Figure 4. The effect of Arg on the relative protein (A) ZO-1 and (B) claudin-1 expression levels in LPS-treated IOECs for 24 h. Values are means, with standard errors represented by vertical bars. The protein expression value = densitometry units of selected protein/densitometry units of β-actin detected by western blotting. ZO-1, zonula occludens-1; Con, Arg-free DMEM; LPS, Arg-free DMEM supplemented with 10 μg/mL LPS; Arg + LPS, Arg-free DMEM supplemented with both 10 μg/mL LPS and 100 μM L-arginine; Arg, Arg-free DMEM supplemented with 100 μM L-arginine. Values are expressed as means ± SEM, n = 6/group. Mean values in columns without a common letter differ (P < 0.05).

Figure 5. Effects of Arg on the mTOR signalling pathways in LPS-treated IOECs for 24 h. Phosphorylation state of (A) Akt, (B) mammalian target of rapamycin (mTOR) and (C) p70 S6 kinase (S6K1) in LPS-treated IOECs. Akt phosphorylation on Ser⁴⁷³, mTOR phosphorylation on Ser²⁴⁴⁸ and S6K1 phosphorylation on Thr³⁸⁹ were measured by western blot analysis using antibodies that recognize these proteins only when that residue was phosphorylated. Western blots are shown above each graph. Values for phosphorylation of each protein were normalized for total protein. Values are means, with their standard errors represented by vertical bars. Con, Arg-free DMEM; LPS, Arg-free DMEM supplemented with 10 μg/mL LPS; Arg + LPS, Arg-free DMEM supplemented with both 10 μg/mL LPS and 100 μM L-arginine; Arg, Arg-free DMEM supplemented with 100 μM L-arginine. Values are expressed as means ± SEM, n = 6/group. Mean values in columns without a common letter differ (P < 0.05).

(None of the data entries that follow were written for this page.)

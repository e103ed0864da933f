//! Transactional store contract used by the shipment lifecycle and the quota
//! ledger. A [`LifecycleTx`] that is dropped without [`LifecycleTx::commit`]
//! rolls back every write made through it.

use async_trait::async_trait;
use time::OffsetDateTime;
use uuid::Uuid;

use crate::shipments::repo_types::{NewShipment, Shipment};
use crate::shipments::status::ItemStatus;
use crate::subscriptions::repo_types::SubscriptionTransaction;

#[derive(Debug, thiserror::Error)]
pub enum StoreError {
    #[error("database error: {0}")]
    Database(#[from] sqlx::Error),
    #[error("user {0} not found")]
    MissingUser(Uuid),
    #[error("store unavailable: {0}")]
    Unavailable(String),
}

#[async_trait]
pub trait LifecycleStore: Send + Sync {
    async fn begin(&self) -> Result<Box<dyn LifecycleTx>, StoreError>;
}

/// Rows are locked in one global order: shipment, then user, then the
/// user's subscription transactions. Every writer takes them in that order,
/// skipping the ones it does not touch.
#[async_trait]
pub trait LifecycleTx: Send {
    /// Reads a shipment and holds it against concurrent writers until the
    /// transaction ends.
    async fn get_shipment(&mut self, id: Uuid) -> Result<Option<Shipment>, StoreError>;

    async fn insert_shipment(
        &mut self,
        new: NewShipment,
        now: OffsetDateTime,
    ) -> Result<Shipment, StoreError>;

    /// Moves `id` to `next` only if it is still in `expected`. Returns the
    /// updated row, or `None` when the status no longer matched.
    async fn compare_and_swap_status(
        &mut self,
        id: Uuid,
        expected: ItemStatus,
        next: ItemStatus,
        partner_id: Option<Uuid>,
        now: OffsetDateTime,
    ) -> Result<Option<Shipment>, StoreError>;

    /// Locks the user row until the transaction ends.
    async fn lock_user(&mut self, user_id: Uuid) -> Result<(), StoreError>;

    async fn get_active_subscription(
        &mut self,
        user_id: Uuid,
        now: OffsetDateTime,
    ) -> Result<Option<SubscriptionTransaction>, StoreError>;

    /// Decrements by `amount` only if at least `amount` remains.
    async fn decrement_quota(
        &mut self,
        subscription_id: Uuid,
        amount: i32,
    ) -> Result<bool, StoreError>;

    /// Credits a finished delivery to the partner's record.
    async fn record_delivery(&mut self, partner_id: Uuid, fee: f64) -> Result<(), StoreError>;

    async fn commit(self: Box<Self>) -> Result<(), StoreError>;
}
use anyhow::Context;
use lazy_static::lazy_static;
use regex::Regex;
use uuid::Uuid;

use crate::shipments::services::{ext_from_mime, is_valid_phone};
use crate::state::AppState;
use crate::users::dto::{RegisterProfileRequest, SubmitVerificationRequest};
use crate::users::repo_types::{UserRole, VerificationStatus};

#[derive(Debug, Clone, PartialEq, Eq, thiserror::Error)]
pub enum VerificationError {
    #[error("verification is already under review")]
    AlreadyPending,
    #[error("account is already verified")]
    AlreadyVerified,
    #[error("no verification is waiting for review")]
    NotPending,
}

pub(crate) fn is_valid_email(email: &str) -> bool {
    lazy_static! {
        static ref EMAIL_RE: Regex = Regex::new(r"^[^@\s]+@[^@\s]+\.[^@\s]+$").unwrap();
    }
    EMAIL_RE.is_match(email)
}

/// Normalizes and checks a registration, returning a message on failure.
pub(crate) fn validate_registration(req: &mut RegisterProfileRequest) -> Result<(), String> {
    req.email = req.email.trim().to_lowercase();
    req.first_name = req.first_name.trim().to_string();
    req.last_name = req.last_name.trim().to_string();

    if req.role == UserRole::Admin {
        return Err("role must be SENDER or PICKER".into());
    }
    if req.first_name.is_empty() || req.last_name.is_empty() {
        return Err("first_name and last_name are required".into());
    }
    if !is_valid_email(&req.email) {
        return Err("invalid email".into());
    }
    if let Some(phone) = req.phone_number.as_deref() {
        if !is_valid_phone(phone) {
            return Err("invalid phone_number".into());
        }
    }
    Ok(())
}

const DOCUMENT_UPLOAD_TTL_SECS: u64 = 15 * 60;

/// Documents must be present and uploaded through the user's own slots.
pub(crate) fn validate_documents(
    user_id: Uuid,
    req: &SubmitVerificationRequest,
) -> Result<(), String> {
    if req.id_type.trim().is_empty() {
        return Err("id_type is required".into());
    }
    if req.id_front_key.trim().is_empty() || req.selfie_key.trim().is_empty() {
        return Err("id_front_key and selfie_key are required".into());
    }
    let owned_prefix = document_prefix(user_id);
    let keys = [Some(&req.id_front_key), req.id_back_key.as_ref(), Some(&req.selfie_key)];
    if let Some(key) = keys.into_iter().flatten().find(|k| !k.starts_with(&owned_prefix)) {
        return Err(format!("document {key} was not uploaded by this user"));
    }
    Ok(())
}

fn document_prefix(user_id: Uuid) -> String {
    format!("verification/{user_id}/")
}

/// Object key and presigned PUT url for one identity document.
pub async fn document_upload_slot(
    st: &AppState,
    user_id: Uuid,
    content_type: &str,
) -> anyhow::Result<(String, String)> {
    let ext = ext_from_mime(content_type).context("unsupported document type")?;
    let key = format!("{}{}.{}", document_prefix(user_id), Uuid::new_v4(), ext);
    let url = st
        .storage
        .presign_put(&key, content_type, DOCUMENT_UPLOAD_TTL_SECS)
        .await
        .with_context(|| format!("presign upload {}", key))?;
    Ok((key, url))
}

/// UNVERIFIED -> PENDING.
pub fn on_submit(current: VerificationStatus) -> Result<VerificationStatus, VerificationError> {
    match current {
        VerificationStatus::Unverified => Ok(VerificationStatus::Pending),
        VerificationStatus::Pending => Err(VerificationError::AlreadyPending),
        VerificationStatus::Verified => Err(VerificationError::AlreadyVerified),
    }
}

/// PENDING -> VERIFIED on approval, back to UNVERIFIED otherwise.
pub fn on_review(
    current: VerificationStatus,
    approve: bool,
) -> Result<VerificationStatus, VerificationError> {
    if current != VerificationStatus::Pending {
        return Err(VerificationError::NotPending);
    }
    Ok(if approve {
        VerificationStatus::Verified
    } else {
        VerificationStatus::Unverified
    })
}

#[cfg(test)]
mod tests {
    use super::*;

    fn registration(role: UserRole) -> RegisterProfileRequest {
        RegisterProfileRequest {
            first_name: " Selam ".into(),
            last_name: "Bekele".into(),
            email: " Selam@Example.COM ".into(),
            phone_number: Some("+251911234567".into()),
            role,
        }
    }

    #[test]
    fn registration_is_normalized() {
        let mut req = registration(UserRole::Picker);
        assert_eq!(validate_registration(&mut req), Ok(()));
        assert_eq!(req.email, "selam@example.com");
        assert_eq!(req.first_name, "Selam");
    }

    #[test]
    fn admins_cannot_self_register() {
        let mut req = registration(UserRole::Admin);
        assert!(validate_registration(&mut req).unwrap_err().contains("SENDER or PICKER"));
    }

    #[test]
    fn registration_rejects_bad_contact_details() {
        let mut req = registration(UserRole::Sender);
        req.email = "nope".into();
        assert_eq!(validate_registration(&mut req).unwrap_err(), "invalid email");

        let mut req = registration(UserRole::Sender);
        req.phone_number = Some("12".into());
        assert_eq!(validate_registration(&mut req).unwrap_err(), "invalid phone_number");
    }

    #[test]
    fn submission_only_from_unverified() {
        assert_eq!(on_submit(VerificationStatus::Unverified), Ok(VerificationStatus::Pending));
        assert_eq!(on_submit(VerificationStatus::Pending), Err(VerificationError::AlreadyPending));
        assert_eq!(on_submit(VerificationStatus::Verified), Err(VerificationError::AlreadyVerified));
    }

    #[test]
    fn review_only_of_pending() {
        assert_eq!(on_review(VerificationStatus::Pending, true), Ok(VerificationStatus::Verified));
        assert_eq!(on_review(VerificationStatus::Pending, false), Ok(VerificationStatus::Unverified));
        assert_eq!(on_review(VerificationStatus::Verified, false), Err(VerificationError::NotPending));
        assert_eq!(on_review(VerificationStatus::Unverified, true), Err(VerificationError::NotPending));
    }

    fn documents(owner: Uuid) -> SubmitVerificationRequest {
        SubmitVerificationRequest {
            id_type: "passport".into(),
            id_front_key: format!("verification/{owner}/front.jpg"),
            id_back_key: None,
            selfie_key: format!("verification/{owner}/selfie.jpg"),
        }
    }

    #[test]
    fn documents_must_be_present() {
        let user = Uuid::new_v4();
        let mut req = documents(user);
        assert_eq!(validate_documents(user, &req), Ok(()));
        req.selfie_key = " ".into();
        assert!(validate_documents(user, &req).is_err());
    }

    #[test]
    fn documents_of_other_users_are_refused() {
        let user = Uuid::new_v4();
        let victim = Uuid::new_v4();

        let err = validate_documents(user, &documents(victim)).unwrap_err();
        assert!(err.contains("not uploaded by this user"));

        let mut req = documents(user);
        req.selfie_key = format!("shipments/{victim}/x.jpg");
        assert!(validate_documents(user, &req).is_err());

        let mut req = documents(user);
        req.id_back_key = Some(format!("verification/{victim}/back.jpg"));
        assert!(validate_documents(user, &req).is_err());

        let mut req = documents(user);
        req.id_back_key = Some(format!("verification/{user}/back.jpg"));
        assert_eq!(validate_documents(user, &req), Ok(()));
    }
}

Figure 6. Effects of Arg on the protein abundance of amino acid and peptide transporters in LPS-treated IOECs for 24 h.Values are means, with standard errors represented by vertical bars. The protein expression value = densitometry units of selected protein/densitometry units of β-actin detected by western blotting. (A) CAT1, (B) EAAT3, (C) y⁺LAT2, (D) ASCT2, and (E) PEPT1 were encoded by SLC7A1, SLC1A1, SLC7A7, SLC1A5, and SLC15A1, respectively. CAT1, cationic amino acid transporter, y⁺ system, member 1; EAAT3, neuronal/epithelial high-affinity glutamate transporter, system X_AG, member 1; y⁺ LAT2, amino acid transporter light chain, y⁺ L system, member 7; ASCT2, alanine–serine–cysteine amino acid transporter 2; PEPT1, peptide transporter 1; Con, Arg-free DMEM; LPS, Arg-free DMEM supplemented with 10 μg/mL LPS; Arg + LPS, Arg-free DMEM supplemented with both 10 μg/mL LPS and 100 μM L-arginine; Arg, Arg-free DMEM supplemented with 100 μM L-arginine. Values are expressed as means ± SEM, n = 6/group. Mean values in columns without a common letter differ (P < 0.05).